Google Sheets Canvas macht Tabellen zu Mini-Apps
Google Sheets Canvas erzeugt per Gemini Mini-Apps aus Tabellen. Der Praxistest ist, ob parallele Änderungen zuverlässig synchron bleiben.
Google hat Sheets Canvas am 13. August 2026 vorgestellt. Laut Workspace-Blog erzeugt die Gemini-Funktion aus einer vorhandenen Tabelle per Prompt eine interaktive Mini-App, deren Änderungen zurück in die Tabellendaten fließen sollen.
Der Praxistest braucht nur zwei Personen: Eine bearbeitet einen Datensatz in Canvas, die andere direkt im Sheet. Bleiben beide Ansichten synchron, entsteht aus der Tabelle ein gemeinsamer kleiner Arbeitsraum. Geraten die Daten auseinander, bleibt vor allem eine hübschere Oberfläche.
Synchronisierung trägt das Produkt
Canvas liegt als dynamische Schreib- und Leseebene über den Tabellendaten. Ändert jemand einen Wert in der Mini-App, soll die Tabelle folgen; Anpassungen im Sheet sollen umgekehrt auch in Canvas erscheinen. Google verspricht dafür eine Synchronisierung in Echtzeit.

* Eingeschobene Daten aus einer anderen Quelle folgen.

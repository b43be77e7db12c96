//! Structured error types for sheetgrid.
//!
//! Per-update problems (stale addresses, bad payloads) are not errors at this
//! level: the materializer drops them and records a [`DropReason`]. The
//! variants here are the failures a caller actually has to handle.
//!
//! [`DropReason`]: crate::materialize::DropReason

/// All errors that can occur while materializing or configuring a grid.
#[derive(Debug, thiserror::Error)]
pub enum SheetGridError {
    /// JSON (de)serialization error from serde_json.
    #[error("JSON: {0}")]
    Json(#[from] serde_json::Error),

    /// An output payload could not be decoded into a cell value.
    #[error("Output decode failed: {0}")]
    Decode(String),

    /// A grid row does not have the grid's declared column count.
    #[error("Grid row {row} has {found} cells, expected {expected}")]
    GridShape {
        row: u32,
        expected: u32,
        found: usize,
    },

    /// Grid dimensions that cannot be represented.
    #[error("Invalid grid dimensions: {rows} x {cols}")]
    InvalidDimensions { rows: usize, cols: usize },

    /// Invalid configuration value.
    #[error("Config: {0}")]
    Config(String),
}

/// Convenience alias used throughout the crate.
pub type Result<T> = std::result::Result<T, SheetGridError>;
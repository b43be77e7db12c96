//! Grid materialization.
//!
//! Folds a batch of sparse [`CellUpdate`]s into a new [`Grid`]. The previous
//! grid is never modified: the batch works on a copy-on-write clone, so rows
//! the batch does not touch stay shared with the previous grid.
//!
//! A pass runs in this order:
//! 1. filter and decode each update, merging derived attributes
//! 2. normalize its merge span and border ownership, taking back edges
//!    the cell no longer declares
//! 3. write the cell
//! 4. apply queued neighbor borders, then assign merge back-references
//! 5. recompute overflow for the touched rows (or all rows on a full update)

pub mod batch;
pub mod borders;
pub mod decode;
pub mod merge;
pub mod overflow;

use std::collections::BTreeSet;

pub use batch::{parse_update_batch, ParsedBatch};
pub use borders::{normalize_borders, retract_borders, PendingBorders};
pub use decode::{DecodedOutput, JsonOutputDecoder, OutputDecoder};
pub use merge::{assign_merges, clamp_span, dissolve_merge, normalize_span};
pub use overflow::{span_overflow, OverflowContext};

use crate::config::GridConfig;
use crate::error::Result;
use crate::grid::Grid;
use crate::measure::{CachedMeasurer, MonospaceMeasurer, TextMeasurer};
use crate::types::{
    Cell, CellAddress, CellAttributes, CellUpdate, GridLocation, SheetAttributes, SheetId,
};

/// Why an update was left out of a batch.
#[derive(Debug, Clone, PartialEq, thiserror::Error)]
pub enum DropReason {
    #[error("update has no address")]
    MissingAddress,
    #[error("update addresses sheet {0}")]
    OtherSheet(SheetId),
    #[error("address is outside the grid")]
    OutOfRange,
    #[error("undecodable update: {0}")]
    Decode(String),
}

/// One update that was not applied.
#[derive(Debug, Clone, PartialEq)]
pub struct DroppedUpdate {
    /// Position of the update in the batch
    pub index: usize,
    pub address: Option<CellAddress>,
    pub reason: DropReason,
}

/// What a materialization pass did.
#[derive(Debug, Clone, Default, PartialEq)]
pub struct BatchReport {
    /// Number of updates written
    pub applied: usize,
    pub dropped: Vec<DroppedUpdate>,
    /// Rows written by cell writes, border moves and merge changes, ascending
    pub touched_rows: Vec<u32>,
}

/// Output of [`Materializer::materialize`].
#[derive(Debug, Clone)]
pub struct Materialized {
    pub grid: Grid,
    pub report: BatchReport,
}

struct PreparedUpdate {
    location: GridLocation,
    cell: Cell,
    span: Option<(u32, u32)>,
}

/// Folds update batches into grids for one sheet.
pub struct Materializer {
    sheet_id: SheetId,
    config: GridConfig,
    decoder: Box<dyn OutputDecoder>,
    measurer: Box<dyn TextMeasurer>,
}

impl Materializer {
    /// Materializer for `sheet_id` with the JSON decoder and a cached
    /// monospace measurer.
    pub fn new(sheet_id: SheetId, config: GridConfig) -> Self {
        let measurer = CachedMeasurer::new(MonospaceMeasurer::default(), config.measure_cache_capacity);
        Self {
            sheet_id,
            config,
            decoder: Box::new(JsonOutputDecoder),
            measurer: Box::new(measurer),
        }
    }

    #[must_use]
    pub fn with_decoder(mut self, decoder: Box<dyn OutputDecoder>) -> Self {
        self.decoder = decoder;
        self
    }

    /// Use a host measurer, wrapped in the width cache.
    #[must_use]
    pub fn with_measurer(mut self, measurer: Box<dyn TextMeasurer>) -> Self {
        self.measurer = Box::new(CachedMeasurer::new(
            measurer,
            self.config.measure_cache_capacity,
        ));
        self
    }

    pub fn sheet_id(&self) -> SheetId {
        self.sheet_id
    }

    pub fn set_sheet_id(&mut self, sheet_id: SheetId) {
        self.sheet_id = sheet_id;
    }

    pub fn config(&self) -> &GridConfig {
        &self.config
    }

    /// Fold `batch` into a copy of `prev`.
    ///
    /// Updates that are unaddressed, for another sheet, out of range or
    /// undecodable are dropped and reported; the rest of the batch still
    /// applies. With `full_update` every row's overflow is recomputed, not
    /// just the touched ones.
    ///
    /// # Errors
    /// Returns [`SheetGridError::GridShape`](crate::SheetGridError::GridShape)
    /// if `prev` has a ragged row. Nothing is applied in that case.
    pub fn materialize(
        &mut self,
        prev: &Grid,
        sheet: &SheetAttributes,
        batch: &[CellUpdate],
        full_update: bool,
    ) -> Result<Materialized> {
        if let Err(e) = prev.check_shape() {
            log::warn!("skipping batch of {} updates: {e}", batch.len());
            return Err(e);
        }

        let n_rows = prev.n_rows();
        let n_cols = prev.n_cols();
        let mut grid = prev.clone();
        let mut report = BatchReport::default();
        let mut touched = BTreeSet::new();
        let mut pending = PendingBorders::new();
        let mut roots = Vec::new();

        for (index, update) in batch.iter().enumerate() {
            let PreparedUpdate {
                location,
                mut cell,
                span,
            } = match self.prepare(update, n_rows, n_cols) {
                Ok(prepared) => prepared,
                Err(reason) => {
                    log::debug!("dropping update {index}: {reason}");
                    report.dropped.push(DroppedUpdate {
                        index,
                        address: update.address,
                        reason,
                    });
                    continue;
                }
            };

            let (row_span, col_span) = span.unwrap_or((1, 1));
            // a member's edges belong to its root
            let covered = span.is_none()
                && grid.get(location).and_then(Cell::merged_into).is_some()
                && grid.merge_bounds(location).is_some();
            if !covered {
                retract_borders(
                    cell.attributes.borders,
                    location,
                    row_span,
                    col_span,
                    n_rows,
                    n_cols,
                    &mut pending,
                );
            }
            normalize_borders(
                &mut cell.attributes.borders,
                location,
                row_span,
                col_span,
                sheet,
                n_rows,
                n_cols,
                &mut pending,
            );
            touched.extend(merge::write_cell(&mut grid, location, cell, span));
            if let Some((row_span, col_span)) = span {
                roots.push((location, row_span, col_span));
            }
            report.applied += 1;
        }

        touched.extend(pending.apply(&mut grid));
        touched.extend(assign_merges(&mut grid, &roots));

        let scope: Vec<u32> = if full_update {
            (0..n_rows).collect()
        } else {
            touched.iter().copied().collect()
        };
        let ctx = OverflowContext {
            sheet,
            config: &self.config,
        };
        span_overflow(&mut grid, &scope, &ctx, self.measurer.as_mut());

        report.touched_rows = touched.into_iter().collect();
        Ok(Materialized { grid, report })
    }

    fn prepare(
        &self,
        update: &CellUpdate,
        n_rows: u32,
        n_cols: u32,
    ) -> std::result::Result<PreparedUpdate, DropReason> {
        let address = update.address.ok_or(DropReason::MissingAddress)?;
        if address.sheet_id != self.sheet_id {
            return Err(DropReason::OtherSheet(address.sheet_id));
        }
        let location = address.to_location();
        if location.row >= n_rows || location.col >= n_cols {
            return Err(DropReason::OutOfRange);
        }

        let mut attributes = CellAttributes::from_value(&update.attributes)
            .map_err(|e| DropReason::Decode(e.to_string()))?;
        let decoded = self
            .decoder
            .decode(&update.outputs)
            .map_err(|e| DropReason::Decode(e.to_string()))?;
        attributes.merge_derived(decoded.added_attributes);
        for (key, value) in decoded.added_fields {
            attributes.extra.entry(key).or_insert(value);
        }

        let span = normalize_span(attributes.row_span.take(), attributes.col_span.take())
            .and_then(|span| clamp_span(location, span, n_rows, n_cols));

        Ok(PreparedUpdate {
            location,
            cell: Cell {
                value: decoded.value,
                expression: update.code.clone(),
                attributes,
                viewer: decoded.viewer,
                ..Cell::default()
            },
            span,
        })
    }
}

impl std::fmt::Debug for Materializer {
    fn fmt(&self, f: &mut std::fmt::Formatter<'_>) -> std::fmt::Result {
        f.debug_struct("Materializer")
            .field("sheet_id", &self.sheet_id)
            .field("config", &self.config)
            .finish_non_exhaustive()
    }
}
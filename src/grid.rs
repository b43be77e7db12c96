//! Dense grid model.
//!
//! Rows are reference counted. Cloning a grid shares every row; writing
//! through [`Grid::row_mut`] copies only that row. A row that a batch did not
//! touch is therefore the same allocation before and after the batch, and
//! renderers can use [`Grid::row_ptr_eq`] for change detection.

use std::rc::Rc;

use crate::error::{Result, SheetGridError};
use crate::types::{Cell, GridLocation, MergeRole, SelectionBounds};

/// Dense `n_rows x n_cols` grid of cells addressed by global `(row, col)`.
#[derive(Debug, Clone, PartialEq, Default)]
pub struct Grid {
    rows: Vec<Rc<Vec<Cell>>>,
    n_cols: u32,
}

impl Grid {
    /// Empty grid of the given size.
    pub fn new(n_rows: u32, n_cols: u32) -> Self {
        let empty = Rc::new(vec![Cell::default(); n_cols as usize]);
        Self {
            rows: (0..n_rows).map(|_| Rc::clone(&empty)).collect(),
            n_cols,
        }
    }

    /// Grid from host-provided rows, e.g. a snapshot.
    ///
    /// Rows are not checked against `n_cols` here; the materializer rejects a
    /// ragged grid with [`SheetGridError::GridShape`].
    pub fn from_rows(n_cols: u32, rows: Vec<Vec<Cell>>) -> Self {
        Self {
            rows: rows.into_iter().map(Rc::new).collect(),
            n_cols,
        }
    }

    pub fn n_rows(&self) -> u32 {
        u32::try_from(self.rows.len()).unwrap_or(u32::MAX)
    }

    pub fn n_cols(&self) -> u32 {
        self.n_cols
    }

    pub fn contains(&self, location: GridLocation) -> bool {
        location.row < self.n_rows() && location.col < self.n_cols
    }

    /// Check every row has exactly `n_cols` cells.
    ///
    /// # Errors
    /// Returns [`SheetGridError::GridShape`] for the first ragged row.
    pub fn check_shape(&self) -> Result<()> {
        for (i, row) in self.rows.iter().enumerate() {
            if row.len() != self.n_cols as usize {
                return Err(SheetGridError::GridShape {
                    row: u32::try_from(i).unwrap_or(u32::MAX),
                    expected: self.n_cols,
                    found: row.len(),
                });
            }
        }
        Ok(())
    }

    pub fn get(&self, location: GridLocation) -> Option<&Cell> {
        self.rows
            .get(location.row as usize)
            .and_then(|row| row.get(location.col as usize))
    }

    pub fn row(&self, row: u32) -> Option<&[Cell]> {
        self.rows.get(row as usize).map(|r| r.as_slice())
    }

    /// True when `row` is the same allocation in both grids.
    pub fn row_ptr_eq(&self, other: &Grid, row: u32) -> bool {
        match (self.rows.get(row as usize), other.rows.get(row as usize)) {
            (Some(a), Some(b)) => Rc::ptr_eq(a, b),
            _ => false,
        }
    }

    /// Mutable access to a row, copying it first if it is shared.
    pub(crate) fn row_mut(&mut self, row: u32) -> Option<&mut Vec<Cell>> {
        self.rows.get_mut(row as usize).map(Rc::make_mut)
    }

    pub(crate) fn get_mut(&mut self, location: GridLocation) -> Option<&mut Cell> {
        self.row_mut(location.row)
            .and_then(|row| row.get_mut(location.col as usize))
    }

    /// Iterate `(location, cell)` over every cell, row-major.
    pub fn cells(&self) -> impl Iterator<Item = (GridLocation, &Cell)> + '_ {
        self.rows.iter().enumerate().flat_map(|(r, row)| {
            let r = u32::try_from(r).unwrap_or(u32::MAX);
            row.iter().enumerate().map(move |(c, cell)| {
                (
                    GridLocation::new(r, u32::try_from(c).unwrap_or(u32::MAX)),
                    cell,
                )
            })
        })
    }

    /// Merge rectangle covering `location`, validated against the root.
    ///
    /// Returns `None` for unmerged cells and for back-references whose root
    /// no longer covers them.
    pub fn merge_bounds(&self, location: GridLocation) -> Option<SelectionBounds> {
        let cell = self.get(location)?;
        let root = match cell.merge {
            MergeRole::None => return None,
            MergeRole::Root { .. } => location,
            MergeRole::Member(root) => root,
        };
        let MergeRole::Root { row_span, col_span } = self.get(root)?.merge else {
            return None;
        };
        let bounds = SelectionBounds {
            top: root.row,
            left: root.col,
            bottom: root.row.saturating_add(row_span.saturating_sub(1)),
            right: root.col.saturating_add(col_span.saturating_sub(1)),
        };
        bounds.contains(location).then_some(bounds)
    }

    /// Origin of the overflow covering `location`, if the pointer is valid.
    ///
    /// A back-reference to a cell that is not an origin, or whose span does
    /// not reach this column, is treated as not overflown.
    pub fn overflow_origin(&self, location: GridLocation) -> Option<GridLocation> {
        let from = self.get(location)?.overflow_from_col?;
        if from >= location.col {
            return None;
        }
        let origin = GridLocation::new(location.row, from);
        let span = self.get(origin)?.overflow_col_span?;
        (location.col <= from.saturating_add(span)).then_some(origin)
    }

    /// Copy of this grid with new dimensions.
    ///
    /// Cells outside the new bounds are dropped; merges and overflow spans
    /// that now cross the edge are clamped.
    #[must_use]
    pub fn resized(&self, n_rows: u32, n_cols: u32) -> Grid {
        let mut rows: Vec<Rc<Vec<Cell>>> = Vec::with_capacity(n_rows as usize);
        for r in 0..n_rows {
            match self.rows.get(r as usize) {
                Some(row) if n_cols == self.n_cols => rows.push(Rc::clone(row)),
                Some(row) => {
                    let mut cells: Vec<Cell> =
                        row.iter().take(n_cols as usize).cloned().collect();
                    cells.resize(n_cols as usize, Cell::default());
                    rows.push(Rc::new(cells));
                }
                None => rows.push(Rc::new(vec![Cell::default(); n_cols as usize])),
            }
        }
        let mut grid = Grid { rows, n_cols };
        grid.clamp_annotations();
        grid
    }

    fn clamp_annotations(&mut self) {
        let n_rows = self.n_rows();
        let n_cols = self.n_cols;
        for r in 0..n_rows {
            let needs_fix = self.row(r).is_some_and(|row| {
                row.iter().enumerate().any(|(c, cell)| {
                    let c = u32::try_from(c).unwrap_or(u32::MAX);
                    match cell.merge {
                        MergeRole::Root { row_span, col_span } => {
                            r.saturating_add(row_span) > n_rows || c.saturating_add(col_span) > n_cols
                        }
                        MergeRole::Member(root) => root.row >= n_rows || root.col >= n_cols,
                        MergeRole::None => {
                            cell.overflow_col_span.is_some_and(|s| c.saturating_add(s) >= n_cols)
                        }
                    }
                })
            });
            if !needs_fix {
                continue;
            }
            let Some(row) = self.row_mut(r) else { continue };
            for (c, cell) in row.iter_mut().enumerate() {
                let c = u32::try_from(c).unwrap_or(u32::MAX);
                match cell.merge {
                    MergeRole::Root { row_span, col_span } => {
                        let row_span = row_span.min(n_rows - r);
                        let col_span = col_span.min(n_cols - c);
                        cell.merge = if row_span > 1 || col_span > 1 {
                            MergeRole::Root { row_span, col_span }
                        } else {
                            MergeRole::None
                        };
                    }
                    MergeRole::Member(root) if root.row >= n_rows || root.col >= n_cols => {
                        cell.merge = MergeRole::None;
                    }
                    _ => {}
                }
                if let Some(span) = cell.overflow_col_span {
                    let span = span.min(n_cols - 1 - c);
                    cell.overflow_col_span = (span > 0).then_some(span);
                }
            }
        }
    }
}

#[cfg(test)]
#[allow(clippy::unwrap_used, clippy::expect_used, clippy::panic, clippy::indexing_slicing)]
mod tests {
    use super::*;
    use crate::types::CellValue;

    #[test]
    fn test_new_grid_shape() {
        let grid = Grid::new(3, 4);
        assert_eq!(grid.n_rows(), 3);
        assert_eq!(grid.n_cols(), 4);
        assert!(grid.check_shape().is_ok());
        assert!(grid.get(GridLocation::new(2, 3)).is_some());
        assert!(grid.get(GridLocation::new(3, 0)).is_none());
    }

    #[test]
    fn test_copy_on_write_rows() {
        let mut grid = Grid::new(3, 3);
        let before = grid.clone();
        grid.get_mut(GridLocation::new(1, 1)).unwrap().value = Some(CellValue::Number(1.0));
        assert!(grid.row_ptr_eq(&before, 0));
        assert!(!grid.row_ptr_eq(&before, 1));
        assert!(grid.row_ptr_eq(&before, 2));
        assert!(!before.get(GridLocation::new(1, 1)).unwrap().has_value());
    }

    #[test]
    fn test_ragged_grid_rejected() {
        let grid = Grid::from_rows(2, vec![vec![Cell::default(); 2], vec![Cell::default(); 1]]);
        let err = grid.check_shape().unwrap_err();
        assert!(matches!(
            err,
            SheetGridError::GridShape {
                row: 1,
                expected: 2,
                found: 1
            }
        ));
    }

    #[test]
    fn test_dangling_overflow_pointer() {
        let mut grid = Grid::new(1, 4);
        grid.get_mut(GridLocation::new(0, 2)).unwrap().overflow_from_col = Some(0);
        // cell 0 is not an origin
        assert_eq!(grid.overflow_origin(GridLocation::new(0, 2)), None);

        grid.get_mut(GridLocation::new(0, 0)).unwrap().overflow_col_span = Some(2);
        assert_eq!(
            grid.overflow_origin(GridLocation::new(0, 2)),
            Some(GridLocation::new(0, 0))
        );

        // self-reference is never valid
        grid.get_mut(GridLocation::new(0, 3)).unwrap().overflow_from_col = Some(3);
        assert_eq!(grid.overflow_origin(GridLocation::new(0, 3)), None);
    }

    #[test]
    fn test_merge_bounds_validates_root() {
        let mut grid = Grid::new(4, 4);
        grid.get_mut(GridLocation::new(1, 1)).unwrap().merge = MergeRole::Member(GridLocation::new(0, 0));
        assert_eq!(grid.merge_bounds(GridLocation::new(1, 1)), None);

        grid.get_mut(GridLocation::new(0, 0)).unwrap().merge = MergeRole::Root {
            row_span: 2,
            col_span: 2,
        };
        let b = grid.merge_bounds(GridLocation::new(1, 1)).unwrap();
        assert_eq!((b.top, b.left, b.bottom, b.right), (0, 0, 1, 1));
    }

    #[test]
    fn test_resize_clamps_merges() {
        let mut grid = Grid::new(4, 4);
        grid.get_mut(GridLocation::new(2, 2)).unwrap().merge = MergeRole::Root {
            row_span: 2,
            col_span: 2,
        };
        for (r, c) in [(2, 3), (3, 2), (3, 3)] {
            grid.get_mut(GridLocation::new(r, c)).unwrap().merge =
                MergeRole::Member(GridLocation::new(2, 2));
        }
        let small = grid.resized(3, 4);
        assert_eq!(small.n_rows(), 3);
        assert_eq!(
            small.get(GridLocation::new(2, 2)).unwrap().merge,
            MergeRole::Root {
                row_span: 1,
                col_span: 2
            }
        );
        let smaller = grid.resized(3, 3);
        assert_eq!(smaller.get(GridLocation::new(2, 2)).unwrap().merge, MergeRole::None);
        assert!(smaller.check_shape().is_ok());
    }
}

Hier liegt der Produktkern. Eine schreibbare Oberfläche kann einen überschaubaren Ablauf bündeln: Eine Person prüft einen Datensatz, wählt einen Eintrag aus und ändert einen Wert, während das Sheet die gemeinsame Grundlage bleibt. Eine separate Anwendung mit eigener Datenkopie wäre für solche Aufgaben nicht nötig.
Der Anspruch ist hoch. Sobald mehrere Personen parallel arbeiten, zählt nicht die Qualität des erzeugten Dashboards, sondern die Verlässlichkeit des Datenaustauschs. Wie Canvas konkurrierende Änderungen behandelt, geht aus der Ankündigung nicht hervor.
Das bleibt die offene Frage.
Kleine Arbeitsabläufe sind der Härtetest
Für den Einstieg bieten sich eng begrenzte Aufgaben an. Google nennt Dashboards, individuelle Lern-Tracker und Sitzpläne – Beispiele mit überschaubaren Daten, bei denen die Mini-App nur jene Informationen und Bedienelemente zeigen muss, die für den nächsten Arbeitsschritt gebraucht werden.
Falls Canvas dauerhaft brauchbare Oberflächen erzeugt, können Fachabteilungen vorhandene Tabellen zugänglicher machen, ohne zunächst ein eigenes Frontend entwickeln zu lassen. Der Maßstab lautet: Bleibt die Arbeit in Canvas, oder müssen Nutzer für jede Korrektur zurück ins Zellenraster?
Ein sinnvoller Test beginnt deshalb nicht mit dem schönsten Dashboard. Nimm eine Tabelle, in der zwei Personen denselben Datensatz bearbeiten, und prüfe drei Situationen: eine Änderung nur in Canvas, eine Änderung nur im Sheet und zwei nahezu gleichzeitige Änderungen am selben Feld. Erst dann zeigt sich, ob die Mini-App einen Arbeitsablauf trägt.
Sheets Canvas ist damit ein plausibles Werkzeug für kleine interne Anwendungen, aber noch kein belegter Ersatz für spezialisierte Software. Die Produktankündigung beantwortet weder alle Fragen zu Konflikten bei parallelen Änderungen noch zur Stabilität komplexerer Abläufe.
Die Mindestregel ist simpel: Erst wenn Änderungen in Canvas und Sheets auch bei paralleler Nutzung verlässlich in beide Richtungen ankommen, trägt die Mini-App mehr als eine Demo.